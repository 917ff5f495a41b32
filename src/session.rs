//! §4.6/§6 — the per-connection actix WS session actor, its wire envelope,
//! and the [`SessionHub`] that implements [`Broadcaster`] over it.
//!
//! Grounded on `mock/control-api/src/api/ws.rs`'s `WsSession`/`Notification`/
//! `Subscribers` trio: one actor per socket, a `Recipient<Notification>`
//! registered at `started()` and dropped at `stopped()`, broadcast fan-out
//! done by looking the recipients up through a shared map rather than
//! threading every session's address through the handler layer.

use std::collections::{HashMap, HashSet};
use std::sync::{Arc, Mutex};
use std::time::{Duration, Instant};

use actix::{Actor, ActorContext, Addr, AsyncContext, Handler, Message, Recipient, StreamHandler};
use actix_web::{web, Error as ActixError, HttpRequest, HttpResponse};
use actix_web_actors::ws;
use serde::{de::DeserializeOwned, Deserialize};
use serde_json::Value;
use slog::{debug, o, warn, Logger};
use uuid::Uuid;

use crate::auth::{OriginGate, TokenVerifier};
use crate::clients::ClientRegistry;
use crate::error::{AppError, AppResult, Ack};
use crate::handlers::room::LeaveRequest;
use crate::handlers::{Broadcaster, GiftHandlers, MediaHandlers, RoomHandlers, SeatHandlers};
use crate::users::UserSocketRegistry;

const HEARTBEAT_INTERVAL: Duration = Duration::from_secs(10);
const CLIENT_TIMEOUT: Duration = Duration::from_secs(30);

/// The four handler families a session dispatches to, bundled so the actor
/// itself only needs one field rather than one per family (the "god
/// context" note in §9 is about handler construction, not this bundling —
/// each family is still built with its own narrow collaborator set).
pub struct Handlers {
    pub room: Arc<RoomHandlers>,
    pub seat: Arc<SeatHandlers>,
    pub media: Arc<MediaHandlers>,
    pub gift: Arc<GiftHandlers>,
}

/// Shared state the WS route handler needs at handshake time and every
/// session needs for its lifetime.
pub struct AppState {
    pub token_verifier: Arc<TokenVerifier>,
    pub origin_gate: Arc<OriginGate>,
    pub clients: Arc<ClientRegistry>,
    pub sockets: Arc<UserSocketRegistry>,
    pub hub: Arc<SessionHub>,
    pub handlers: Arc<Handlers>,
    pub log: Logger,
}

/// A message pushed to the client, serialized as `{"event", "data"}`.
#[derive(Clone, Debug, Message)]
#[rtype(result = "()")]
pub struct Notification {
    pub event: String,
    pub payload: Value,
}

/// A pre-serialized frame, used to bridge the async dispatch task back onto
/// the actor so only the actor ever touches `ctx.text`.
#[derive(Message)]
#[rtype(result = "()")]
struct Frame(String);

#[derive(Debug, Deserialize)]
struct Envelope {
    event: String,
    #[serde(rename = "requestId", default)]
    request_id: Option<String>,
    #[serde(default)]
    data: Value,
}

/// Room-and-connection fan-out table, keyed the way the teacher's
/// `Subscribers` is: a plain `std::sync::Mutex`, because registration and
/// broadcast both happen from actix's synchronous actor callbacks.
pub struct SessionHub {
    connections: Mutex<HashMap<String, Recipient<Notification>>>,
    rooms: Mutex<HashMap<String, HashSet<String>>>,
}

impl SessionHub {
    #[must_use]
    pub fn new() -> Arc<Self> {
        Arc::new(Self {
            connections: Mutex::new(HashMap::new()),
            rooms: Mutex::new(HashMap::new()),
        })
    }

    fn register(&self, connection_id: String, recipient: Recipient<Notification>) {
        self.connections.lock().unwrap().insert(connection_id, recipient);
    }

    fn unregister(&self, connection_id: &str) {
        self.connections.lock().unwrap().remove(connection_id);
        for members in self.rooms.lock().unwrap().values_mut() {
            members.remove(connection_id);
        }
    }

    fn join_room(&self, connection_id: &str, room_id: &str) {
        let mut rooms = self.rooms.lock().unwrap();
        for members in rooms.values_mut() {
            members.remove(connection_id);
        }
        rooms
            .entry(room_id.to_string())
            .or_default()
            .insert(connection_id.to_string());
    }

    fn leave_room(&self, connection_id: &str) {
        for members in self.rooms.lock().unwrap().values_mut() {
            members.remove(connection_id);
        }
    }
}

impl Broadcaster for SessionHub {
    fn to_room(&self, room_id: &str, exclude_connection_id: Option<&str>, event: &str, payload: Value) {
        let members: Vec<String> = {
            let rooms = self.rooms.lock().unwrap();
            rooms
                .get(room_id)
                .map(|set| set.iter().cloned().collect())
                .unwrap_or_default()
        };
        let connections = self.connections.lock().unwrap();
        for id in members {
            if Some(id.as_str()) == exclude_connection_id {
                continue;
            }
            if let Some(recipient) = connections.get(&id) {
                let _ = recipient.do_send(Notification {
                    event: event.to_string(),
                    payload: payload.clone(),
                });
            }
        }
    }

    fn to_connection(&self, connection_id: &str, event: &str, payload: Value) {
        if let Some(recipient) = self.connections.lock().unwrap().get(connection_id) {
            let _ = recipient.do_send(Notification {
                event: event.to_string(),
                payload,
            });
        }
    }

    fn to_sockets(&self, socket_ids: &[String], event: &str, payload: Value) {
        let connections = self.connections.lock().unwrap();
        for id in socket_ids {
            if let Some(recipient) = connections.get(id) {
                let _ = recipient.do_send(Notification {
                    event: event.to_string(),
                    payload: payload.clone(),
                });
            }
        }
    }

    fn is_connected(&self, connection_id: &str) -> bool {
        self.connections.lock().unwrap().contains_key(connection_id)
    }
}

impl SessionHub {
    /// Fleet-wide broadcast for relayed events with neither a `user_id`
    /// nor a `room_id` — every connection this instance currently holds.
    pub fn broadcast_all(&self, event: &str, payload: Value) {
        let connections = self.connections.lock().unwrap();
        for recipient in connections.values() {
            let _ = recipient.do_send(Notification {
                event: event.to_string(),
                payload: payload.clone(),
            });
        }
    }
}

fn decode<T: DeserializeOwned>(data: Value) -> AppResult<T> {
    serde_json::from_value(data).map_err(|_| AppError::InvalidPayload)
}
--------------------------------------------------
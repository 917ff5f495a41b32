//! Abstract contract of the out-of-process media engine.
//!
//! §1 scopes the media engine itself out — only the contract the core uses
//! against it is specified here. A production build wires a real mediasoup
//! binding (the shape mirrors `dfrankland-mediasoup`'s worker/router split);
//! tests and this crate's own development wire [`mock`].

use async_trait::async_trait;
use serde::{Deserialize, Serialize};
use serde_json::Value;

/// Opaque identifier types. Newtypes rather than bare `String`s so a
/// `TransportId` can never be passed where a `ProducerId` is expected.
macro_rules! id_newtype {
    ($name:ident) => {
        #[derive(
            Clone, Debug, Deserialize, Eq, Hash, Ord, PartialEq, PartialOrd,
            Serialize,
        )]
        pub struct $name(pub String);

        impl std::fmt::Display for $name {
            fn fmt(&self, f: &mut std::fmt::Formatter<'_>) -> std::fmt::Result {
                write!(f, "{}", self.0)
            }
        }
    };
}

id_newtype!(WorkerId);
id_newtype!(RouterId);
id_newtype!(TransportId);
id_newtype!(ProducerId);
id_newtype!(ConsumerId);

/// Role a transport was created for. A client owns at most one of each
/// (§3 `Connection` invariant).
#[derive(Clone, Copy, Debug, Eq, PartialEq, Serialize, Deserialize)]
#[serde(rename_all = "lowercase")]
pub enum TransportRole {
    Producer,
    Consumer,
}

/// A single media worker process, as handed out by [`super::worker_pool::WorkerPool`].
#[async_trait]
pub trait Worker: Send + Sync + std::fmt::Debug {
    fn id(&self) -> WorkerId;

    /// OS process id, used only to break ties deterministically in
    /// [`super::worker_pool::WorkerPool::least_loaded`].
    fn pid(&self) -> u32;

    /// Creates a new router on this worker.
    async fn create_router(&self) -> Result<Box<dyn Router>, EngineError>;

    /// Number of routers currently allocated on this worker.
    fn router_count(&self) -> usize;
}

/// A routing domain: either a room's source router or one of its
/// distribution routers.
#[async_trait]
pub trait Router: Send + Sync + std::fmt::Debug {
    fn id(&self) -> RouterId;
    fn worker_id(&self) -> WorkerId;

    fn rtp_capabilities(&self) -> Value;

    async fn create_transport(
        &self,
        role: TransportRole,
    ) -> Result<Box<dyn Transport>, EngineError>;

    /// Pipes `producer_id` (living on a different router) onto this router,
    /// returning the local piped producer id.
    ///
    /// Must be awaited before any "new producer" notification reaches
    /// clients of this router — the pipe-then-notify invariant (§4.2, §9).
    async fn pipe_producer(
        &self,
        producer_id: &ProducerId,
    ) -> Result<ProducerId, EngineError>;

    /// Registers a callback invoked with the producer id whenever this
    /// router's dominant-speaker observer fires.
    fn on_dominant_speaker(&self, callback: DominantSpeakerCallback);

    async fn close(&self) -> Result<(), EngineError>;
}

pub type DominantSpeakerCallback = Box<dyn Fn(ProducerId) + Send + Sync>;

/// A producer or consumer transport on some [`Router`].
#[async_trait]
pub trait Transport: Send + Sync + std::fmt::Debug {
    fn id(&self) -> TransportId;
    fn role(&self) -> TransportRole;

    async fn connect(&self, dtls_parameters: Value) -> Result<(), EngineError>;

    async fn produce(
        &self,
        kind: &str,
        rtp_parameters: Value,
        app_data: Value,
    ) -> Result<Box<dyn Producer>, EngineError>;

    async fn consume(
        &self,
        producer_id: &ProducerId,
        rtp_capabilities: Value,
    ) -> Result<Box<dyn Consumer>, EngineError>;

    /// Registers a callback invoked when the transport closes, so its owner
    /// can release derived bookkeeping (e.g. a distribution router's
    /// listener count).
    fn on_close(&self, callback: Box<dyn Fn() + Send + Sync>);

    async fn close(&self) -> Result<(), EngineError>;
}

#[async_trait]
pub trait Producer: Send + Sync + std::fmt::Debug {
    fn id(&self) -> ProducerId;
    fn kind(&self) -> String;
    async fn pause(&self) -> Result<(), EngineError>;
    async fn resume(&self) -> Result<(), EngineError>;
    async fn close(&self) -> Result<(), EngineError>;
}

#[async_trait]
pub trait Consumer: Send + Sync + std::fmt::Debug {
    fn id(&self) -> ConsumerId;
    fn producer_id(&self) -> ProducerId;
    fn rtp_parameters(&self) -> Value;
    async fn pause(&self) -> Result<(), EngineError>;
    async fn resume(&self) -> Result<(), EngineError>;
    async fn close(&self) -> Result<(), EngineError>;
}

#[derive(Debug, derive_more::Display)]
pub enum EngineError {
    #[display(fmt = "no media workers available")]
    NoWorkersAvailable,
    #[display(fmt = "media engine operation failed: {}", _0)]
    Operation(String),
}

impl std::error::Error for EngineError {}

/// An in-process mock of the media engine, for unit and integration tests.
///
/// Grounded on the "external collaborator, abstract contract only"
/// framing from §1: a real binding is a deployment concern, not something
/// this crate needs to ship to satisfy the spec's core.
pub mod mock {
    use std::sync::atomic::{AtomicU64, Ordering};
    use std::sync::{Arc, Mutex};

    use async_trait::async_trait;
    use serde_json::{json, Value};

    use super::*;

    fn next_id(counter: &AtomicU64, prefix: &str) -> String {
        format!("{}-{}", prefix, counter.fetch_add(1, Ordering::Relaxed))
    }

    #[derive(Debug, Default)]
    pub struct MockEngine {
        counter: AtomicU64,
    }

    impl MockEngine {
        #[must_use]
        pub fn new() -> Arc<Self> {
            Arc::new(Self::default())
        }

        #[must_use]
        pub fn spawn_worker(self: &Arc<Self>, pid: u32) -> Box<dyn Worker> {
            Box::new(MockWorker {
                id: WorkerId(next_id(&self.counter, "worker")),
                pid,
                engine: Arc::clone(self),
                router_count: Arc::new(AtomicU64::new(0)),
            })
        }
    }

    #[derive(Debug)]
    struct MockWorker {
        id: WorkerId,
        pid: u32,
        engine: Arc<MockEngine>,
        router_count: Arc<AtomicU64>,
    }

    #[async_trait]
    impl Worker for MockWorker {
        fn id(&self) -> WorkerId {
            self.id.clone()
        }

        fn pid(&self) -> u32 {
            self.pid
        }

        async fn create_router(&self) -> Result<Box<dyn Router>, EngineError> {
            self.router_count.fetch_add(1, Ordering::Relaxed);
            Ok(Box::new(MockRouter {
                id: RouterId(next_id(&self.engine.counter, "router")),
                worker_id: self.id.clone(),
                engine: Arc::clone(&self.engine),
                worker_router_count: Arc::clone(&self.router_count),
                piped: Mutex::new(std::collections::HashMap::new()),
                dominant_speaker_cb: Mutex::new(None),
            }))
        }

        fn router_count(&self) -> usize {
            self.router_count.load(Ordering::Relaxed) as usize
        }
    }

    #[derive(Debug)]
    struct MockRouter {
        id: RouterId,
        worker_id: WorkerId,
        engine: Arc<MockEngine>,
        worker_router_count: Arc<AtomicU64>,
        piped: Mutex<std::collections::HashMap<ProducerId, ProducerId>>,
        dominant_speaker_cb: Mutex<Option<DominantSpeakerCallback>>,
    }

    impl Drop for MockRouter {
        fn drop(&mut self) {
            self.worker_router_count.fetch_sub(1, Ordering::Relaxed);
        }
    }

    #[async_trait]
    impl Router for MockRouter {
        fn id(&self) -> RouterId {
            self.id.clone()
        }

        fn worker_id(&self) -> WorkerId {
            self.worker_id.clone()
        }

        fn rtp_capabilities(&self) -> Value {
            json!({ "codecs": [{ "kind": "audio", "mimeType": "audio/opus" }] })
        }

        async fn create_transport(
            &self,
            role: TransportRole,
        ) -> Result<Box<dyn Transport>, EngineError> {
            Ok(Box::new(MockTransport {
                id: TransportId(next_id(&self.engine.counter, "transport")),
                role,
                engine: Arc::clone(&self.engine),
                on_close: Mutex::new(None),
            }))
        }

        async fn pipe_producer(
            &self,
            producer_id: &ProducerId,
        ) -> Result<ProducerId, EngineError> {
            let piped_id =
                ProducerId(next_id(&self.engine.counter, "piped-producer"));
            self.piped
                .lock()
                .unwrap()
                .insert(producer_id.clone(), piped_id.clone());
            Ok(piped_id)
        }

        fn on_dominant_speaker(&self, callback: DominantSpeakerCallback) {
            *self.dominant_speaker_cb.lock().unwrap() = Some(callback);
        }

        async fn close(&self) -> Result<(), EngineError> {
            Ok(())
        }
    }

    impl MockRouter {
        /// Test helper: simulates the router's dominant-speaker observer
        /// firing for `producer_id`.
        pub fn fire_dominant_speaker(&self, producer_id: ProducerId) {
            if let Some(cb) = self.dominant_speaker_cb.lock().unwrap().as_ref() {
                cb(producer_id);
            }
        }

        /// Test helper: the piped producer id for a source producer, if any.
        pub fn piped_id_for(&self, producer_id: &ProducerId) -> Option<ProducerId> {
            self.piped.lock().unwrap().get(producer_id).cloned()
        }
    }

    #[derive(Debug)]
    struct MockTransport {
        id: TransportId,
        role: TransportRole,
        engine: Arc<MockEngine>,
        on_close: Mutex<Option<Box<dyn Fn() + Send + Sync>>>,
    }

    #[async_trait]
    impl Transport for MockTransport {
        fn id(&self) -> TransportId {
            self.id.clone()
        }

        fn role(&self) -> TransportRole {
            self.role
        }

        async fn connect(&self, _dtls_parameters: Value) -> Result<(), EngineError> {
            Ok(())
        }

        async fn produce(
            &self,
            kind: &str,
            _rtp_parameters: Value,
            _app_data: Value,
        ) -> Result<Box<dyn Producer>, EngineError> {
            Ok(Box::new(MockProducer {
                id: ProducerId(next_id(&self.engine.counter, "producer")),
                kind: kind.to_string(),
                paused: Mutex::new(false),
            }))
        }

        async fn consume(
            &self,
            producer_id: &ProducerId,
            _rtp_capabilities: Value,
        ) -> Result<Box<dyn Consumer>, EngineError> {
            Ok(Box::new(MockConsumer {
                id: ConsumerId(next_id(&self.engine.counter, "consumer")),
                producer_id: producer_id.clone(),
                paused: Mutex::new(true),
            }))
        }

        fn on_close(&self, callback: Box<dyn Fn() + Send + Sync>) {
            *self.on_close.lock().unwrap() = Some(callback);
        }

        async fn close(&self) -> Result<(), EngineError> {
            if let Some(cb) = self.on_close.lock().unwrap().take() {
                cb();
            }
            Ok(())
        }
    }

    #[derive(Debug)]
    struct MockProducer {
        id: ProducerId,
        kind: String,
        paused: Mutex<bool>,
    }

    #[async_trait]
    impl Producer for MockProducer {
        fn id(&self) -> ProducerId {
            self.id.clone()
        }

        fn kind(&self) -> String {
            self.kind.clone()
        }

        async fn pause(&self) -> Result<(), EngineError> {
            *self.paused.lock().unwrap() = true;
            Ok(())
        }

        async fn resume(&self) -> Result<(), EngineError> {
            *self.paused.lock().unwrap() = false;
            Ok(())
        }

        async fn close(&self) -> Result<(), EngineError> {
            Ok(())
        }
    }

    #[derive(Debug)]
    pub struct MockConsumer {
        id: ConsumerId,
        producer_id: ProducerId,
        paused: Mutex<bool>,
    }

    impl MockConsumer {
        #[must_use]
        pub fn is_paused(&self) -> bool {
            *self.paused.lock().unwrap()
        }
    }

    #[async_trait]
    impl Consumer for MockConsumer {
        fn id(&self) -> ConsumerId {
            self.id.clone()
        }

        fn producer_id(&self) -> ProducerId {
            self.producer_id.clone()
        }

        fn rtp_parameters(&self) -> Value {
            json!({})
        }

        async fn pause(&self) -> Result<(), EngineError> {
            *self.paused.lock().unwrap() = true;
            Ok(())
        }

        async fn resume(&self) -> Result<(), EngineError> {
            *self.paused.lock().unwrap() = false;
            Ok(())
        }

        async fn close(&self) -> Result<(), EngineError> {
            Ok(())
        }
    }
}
--------------------------------------------------
**Prompt:** Wherever the word "serialized" turns up in the records, copy out the line it is on.

**Result below:**
/// A message pushed to the client, serialized as `{"event", "data"}`.
/// A pre-serialized frame, used to bridge the async dispatch task back onto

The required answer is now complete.